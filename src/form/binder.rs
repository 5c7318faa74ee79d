use anyhow::{Context, Result};
use crossterm::event::KeyEvent;
use jsonschema::Validator;
use serde_json::{Map, Value};
use tracing::warn;

use crate::domain::{Entity, FormSchema, form_schema_for};

use super::{
    error::{BindError, FieldCoercionError},
    field::{FieldInput, FieldState},
    validation::ValidationOutcome,
};

/// Binds one record instance to the form's input fields.
///
/// Valid edits are written through to the bound record as they happen.
/// `is_valid` and `has_changes` are recomputed from the fields on every call;
/// the binder keeps no separate "changed" flag.
pub struct FormBinder<E: Entity> {
    fields: Vec<FieldState>,
    validator: Validator,
    record: Option<E>,
}

impl<E: Entity> FormBinder<E> {
    pub fn new() -> Result<Self> {
        Self::from_schema(form_schema_for::<E>()?)
    }

    pub fn from_schema(schema: FormSchema) -> Result<Self> {
        let validator = jsonschema::options()
            .should_validate_formats(true)
            .build(&schema.root)
            .with_context(|| format!("failed to compile validation rules for {}", E::LABEL))?;
        let fields = schema
            .fields
            .into_iter()
            .map(FieldState::from_schema)
            .collect();
        Ok(Self {
            fields,
            validator,
            record: None,
        })
    }

    /// Replace the bound record. Fields are seeded programmatically, so the
    /// session starts clean.
    pub fn load(&mut self, record: E) {
        let snapshot = snapshot_of(&record);
        for field in &mut self.fields {
            let value = snapshot.get(field.name()).unwrap_or(&Value::Null);
            field.seed_value(value);
        }
        self.record = Some(record);
    }

    pub fn set_field(&mut self, name: &str, input: impl Into<FieldInput>) -> Result<(), BindError> {
        let index = self.active_index(name)?;
        self.fields[index].assign(input.into())?;
        self.write_through(index);
        Ok(())
    }

    /// Route a terminal key press to a field. Returns whether the value changed.
    pub fn apply_key(&mut self, name: &str, key: &KeyEvent) -> Result<bool, BindError> {
        let index = self.active_index(name)?;
        if !self.fields[index].handle_key(key) {
            return Ok(false);
        }
        self.write_through(index);
        Ok(true)
    }

    pub fn is_valid(&self) -> bool {
        let Ok(value) = self.build_value() else {
            return false;
        };
        self.validator.is_valid(&value) && serde_json::from_value::<E>(value).is_ok()
    }

    pub fn has_changes(&self) -> bool {
        self.record.is_some() && self.fields.iter().any(|field| field.dirty)
    }

    pub fn current_record(&self) -> Option<&E> {
        self.record.as_ref()
    }

    pub fn fields(&self) -> &[FieldState] {
        &self.fields
    }

    pub fn field(&self, name: &str) -> Option<&FieldState> {
        self.fields.iter().find(|field| field.name() == name)
    }

    pub fn error_count(&self) -> usize {
        self.fields
            .iter()
            .filter(|field| field.error.is_some())
            .count()
    }

    /// Project every rule failure onto its field for display.
    pub fn validate(&mut self) -> ValidationOutcome {
        match self.build_value() {
            Ok(value) => {
                self.clear_errors();
                if self.validator.is_valid(&value) {
                    return ValidationOutcome::Valid;
                }
                let mut issues = 0usize;
                let mut global = Vec::new();
                let failures = self
                    .validator
                    .iter_errors(&value)
                    .map(|error| (error.instance_path.to_string(), error.to_string()))
                    .collect::<Vec<_>>();
                for (pointer, message) in failures {
                    issues += 1;
                    if !self.set_error(&pointer, message.clone()) {
                        let prefix = if pointer.is_empty() {
                            "<root>".to_string()
                        } else {
                            pointer
                        };
                        global.push(format!("{prefix}: {message}"));
                    }
                }
                ValidationOutcome::Invalid {
                    issues,
                    global_errors: global,
                }
            }
            Err(err) => {
                self.set_error(&err.pointer, err.message.clone());
                ValidationOutcome::BuildError {
                    message: err.message,
                }
            }
        }
    }

    /// Refresh the error shown on a single field after it was edited.
    pub fn validate_field(&mut self, name: &str) {
        let Some(pointer) = self.field(name).map(|field| field.schema.pointer.clone()) else {
            return;
        };
        match self.build_value() {
            Ok(value) => {
                let message = self
                    .validator
                    .iter_errors(&value)
                    .find(|error| error.instance_path.to_string() == pointer)
                    .map(|error| error.to_string());
                match message {
                    Some(message) => {
                        self.set_error(&pointer, message);
                    }
                    None => self.clear_error(&pointer),
                }
            }
            Err(err) if err.pointer == pointer => {
                self.set_error(&err.pointer, err.message);
            }
            Err(_) => self.clear_error(&pointer),
        }
    }

    pub fn clear_errors(&mut self) {
        for field in &mut self.fields {
            field.clear_error();
        }
    }

    fn active_index(&self, name: &str) -> Result<usize, BindError> {
        if self.record.is_none() {
            return Err(BindError::Inactive);
        }
        self.fields
            .iter()
            .position(|field| field.name() == name)
            .ok_or_else(|| BindError::UnknownField(name.to_string()))
    }

    /// The bound record's JSON with every field's current input laid over it.
    fn build_value(&self) -> Result<Value, FieldCoercionError> {
        let Some(record) = &self.record else {
            return Err(FieldCoercionError {
                pointer: String::new(),
                message: BindError::Inactive.to_string(),
            });
        };
        let mut value = snapshot_of(record);
        let Some(object) = value.as_object_mut() else {
            return Err(FieldCoercionError {
                pointer: String::new(),
                message: format!("{} does not serialize to an object", E::LABEL),
            });
        };
        for field in &self.fields {
            let current = field.current_value()?.unwrap_or(Value::Null);
            object.insert(field.name().to_string(), current);
        }
        Ok(value)
    }

    fn write_through(&mut self, index: usize) {
        let Some(record) = &mut self.record else {
            return;
        };
        let field = &mut self.fields[index];
        let current = match field.current_value() {
            Ok(value) => value.unwrap_or(Value::Null),
            Err(err) => {
                field.set_error(err.message);
                return;
            }
        };
        let mut value = snapshot_of(record);
        if let Some(object) = value.as_object_mut() {
            object.insert(field.name().to_string(), current);
        }
        match serde_json::from_value::<E>(value) {
            Ok(updated) => *record = updated,
            Err(err) => field.set_error(err.to_string()),
        }
    }

    fn set_error(&mut self, pointer: &str, message: String) -> bool {
        match self
            .fields
            .iter_mut()
            .find(|field| field.schema.pointer == pointer)
        {
            Some(field) => {
                field.set_error(message);
                true
            }
            None => false,
        }
    }

    fn clear_error(&mut self, pointer: &str) {
        if let Some(field) = self
            .fields
            .iter_mut()
            .find(|field| field.schema.pointer == pointer)
        {
            field.clear_error();
        }
    }
}

fn snapshot_of<E: Entity>(record: &E) -> Value {
    match serde_json::to_value(record) {
        Ok(value) => value,
        Err(err) => {
            warn!(entity = E::LABEL, error = %err, "record failed to serialize");
            Value::Object(Map::new())
        }
    }
}

#[cfg(test)]
mod tests {
    use super::*;
    use crate::domain::SamplePerson;
    use chrono::NaiveDate;
    use crossterm::event::{KeyCode, KeyModifiers};

    fn binder() -> FormBinder<SamplePerson> {
        FormBinder::new().expect("binder")
    }

    fn ada() -> SamplePerson {
        SamplePerson {
            id: Some(7),
            version: 3,
            first_name: "Ada".into(),
            last_name: "Lovelace".into(),
            email: "ada@example.com".into(),
            phone: Some("+44 20 7946 0000".into()),
            date_of_birth: NaiveDate::from_ymd_opt(1815, 12, 10),
            occupation: Some("Mathematician".into()),
            role: None,
            important: true,
        }
    }

    #[test]
    fn set_field_before_load_is_rejected() {
        let mut form = binder();
        assert_eq!(form.set_field("firstName", "Ada"), Err(BindError::Inactive));
        assert!(!form.has_changes());
        assert!(!form.is_valid());
    }

    #[test]
    fn load_then_read_returns_the_same_record() {
        let mut form = binder();
        form.load(ada());
        assert_eq!(form.current_record(), Some(&ada()));
        assert!(!form.has_changes());
        assert!(form.is_valid());
    }

    #[test]
    fn edits_write_through_and_mark_changes() {
        let mut form = binder();
        form.load(ada());
        form.set_field("role", "Manager").unwrap();
        form.set_field("important", false).unwrap();
        form.set_field("dateOfBirth", "1816-01-01").unwrap();
        let record = form.current_record().unwrap();
        assert_eq!(record.role.as_deref(), Some("Manager"));
        assert!(!record.important);
        assert_eq!(record.date_of_birth, NaiveDate::from_ymd_opt(1816, 1, 1));
        assert_eq!(record.id, Some(7));
        assert_eq!(record.version, 3);
        assert!(form.has_changes());
    }

    #[test]
    fn setting_the_same_value_still_counts_as_a_change() {
        let mut form = binder();
        form.load(ada());
        form.set_field("firstName", "Ada").unwrap();
        assert!(form.has_changes());
        form.load(ada());
        assert!(!form.has_changes());
    }

    #[test]
    fn clearing_optional_text_stores_none() {
        let mut form = binder();
        form.load(ada());
        form.set_field("phone", "").unwrap();
        assert_eq!(form.current_record().unwrap().phone, None);
        assert!(form.is_valid());
    }

    #[test]
    fn empty_required_field_or_bad_email_is_invalid() {
        let mut form = binder();
        form.load(ada());
        form.set_field("lastName", "").unwrap();
        assert!(!form.is_valid());
        form.set_field("lastName", "Lovelace").unwrap();
        assert!(form.is_valid());
        form.set_field("email", "not-an-address").unwrap();
        assert!(!form.is_valid());
    }

    #[test]
    fn unparsable_date_keeps_buffer_and_previous_value() {
        let mut form = binder();
        form.load(ada());
        form.set_field("dateOfBirth", "someday").unwrap();
        assert!(!form.is_valid());
        assert_eq!(form.field("dateOfBirth").unwrap().display_value(), "someday");
        assert!(form.field("dateOfBirth").unwrap().error.is_some());
        assert_eq!(
            form.current_record().unwrap().date_of_birth,
            NaiveDate::from_ymd_opt(1815, 12, 10)
        );
    }

    #[test]
    fn validate_projects_errors_onto_fields() {
        let mut form = binder();
        form.load(SamplePerson::default());
        let outcome = form.validate();
        assert!(!outcome.is_valid());
        assert_eq!(form.error_count(), 3);
        assert!(form.field("firstName").unwrap().error.is_some());
        assert!(form.field("lastName").unwrap().error.is_some());
        assert!(form.field("email").unwrap().error.is_some());
        assert!(form.field("phone").unwrap().error.is_none());

        form.set_field("firstName", "Ada").unwrap();
        form.validate_field("firstName");
        assert!(form.field("firstName").unwrap().error.is_none());
    }

    #[test]
    fn key_edits_behave_like_set_field() {
        let mut form = binder();
        form.load(SamplePerson::default());
        let key = KeyEvent::new(KeyCode::Char('Z'), KeyModifiers::SHIFT);
        assert_eq!(form.apply_key("firstName", &key), Ok(true));
        assert_eq!(form.current_record().unwrap().first_name, "Z");
        assert!(form.has_changes());
        let arrow = KeyEvent::new(KeyCode::Up, KeyModifiers::NONE);
        assert_eq!(form.apply_key("firstName", &arrow), Ok(false));
    }

    #[test]
    fn unknown_fields_are_reported() {
        let mut form = binder();
        form.load(SamplePerson::default());
        assert_eq!(
            form.set_field("nickname", "Countess"),
            Err(BindError::UnknownField("nickname".into()))
        );
    }
}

Work to complete » Look over the listing and return each line that holds "false".

Expected answer »
            return Ok(false);
            return false;
            None => false,
        form.set_field("important", false).unwrap();
        assert_eq!(form.apply_key("firstName", &arrow), Ok(false));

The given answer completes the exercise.